Rosenberg v. 206 Bloor Street West Limited, 2016 ONSC 1111
CITATION: Rosenberg v. 206 Bloor Street West Limited, 2016 ONSC 1111
COURT FILE NO.: CV-12-469391
DATE: 2016-02-12
SUPERIOR COURT OF JUSTICE - ONTARIO
RE: Linda Paris Faith Rosenberg, Plaintiff
AND:
206 Bloor St. West Limited carrying on business as Museum House, Crayon Design Company Inc., also known as Crayon Design Co. Inc. and Cheryl Krismer, also known as Cheryl Ann Krismer, Defendants
BEFORE: F. L. Myers, J.
COUNSEL: Shawn Pulver and Lauren Sigal, for the Plaintiff
David Preger and Thomas Arndt, for the Defendants
READ: February 10, 2016
COSTS ENDORSEMENT
[1] For reasons released January 4, 2016, reported at 2016 ONSC 6, the court granted summary judgment and ordered the defendant 206 Bloor St West Limited to refund to the plaintiff her deposit of $514,750 on a failed condominium purchase. The parties agree that the plaintiff is also entitled to a refund of a further $9,000 that she paid under the Partial Upgrade Agreement as a result of my having found that the agreement was terminated due to the vendor’s default. Accordingly, my order is amended to correct that amount.

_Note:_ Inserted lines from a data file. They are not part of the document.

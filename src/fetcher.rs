use anyhow::{Context as _, anyhow};
use bytes::Bytes;
use reqwest::header::{ACCEPT, HeaderMap, HeaderValue};
use url::Url;

/// HTTP client for the repository metadata endpoint.
///
/// One attempt per request: no retry, no backoff, and no timeout beyond the
/// client defaults.
#[derive(Clone)]
pub struct Fetcher {
    client: reqwest::Client,
}

impl Fetcher {
    pub fn new(user_agent: &str) -> anyhow::Result<Self> {
        let mut headers = HeaderMap::new();
        headers.insert(
            ACCEPT,
            HeaderValue::from_static("application/vnd.github+json"),
        );
        let client = reqwest::Client::builder()
            .user_agent(user_agent)
            .default_headers(headers)
            .redirect(reqwest::redirect::Policy::limited(10))
            .build()
            .context("build reqwest client")?;
        Ok(Self { client })
    }

    pub async fn get_bytes(&self, url: Url) -> anyhow::Result<Bytes> {
        let resp = self
            .client
            .get(url.clone())
            .send()
            .await
            .with_context(|| format!("GET {}", url))?;

        let status = resp.status();
        if !status.is_success() {
            return Err(anyhow!("GET {} failed with status {}", url, status));
        }
        resp.bytes().await.context("read response body")
    }
}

[2] Counsel are working on settling the determination of prejudgment interest. If they are unable to do so they may each deliver up to five pages of written submissions on the issue – plaintiff first followed by the defendant one week later. Submissions should canvass the questions of whether in circumstances where the interest formula prescribed under the Condominium Act, 1998 produces a prejudgment interest rate of zero or less than zero, prejudgment interest is available under the Court of Justice Act, the Interest Act, or in equity. Under the CJA, the issue is whether under s.128(4)(g) interest “is payable by right other than under this section” when interest is payable under Condominium Act, 1998 but the prescribed rate is zero or below.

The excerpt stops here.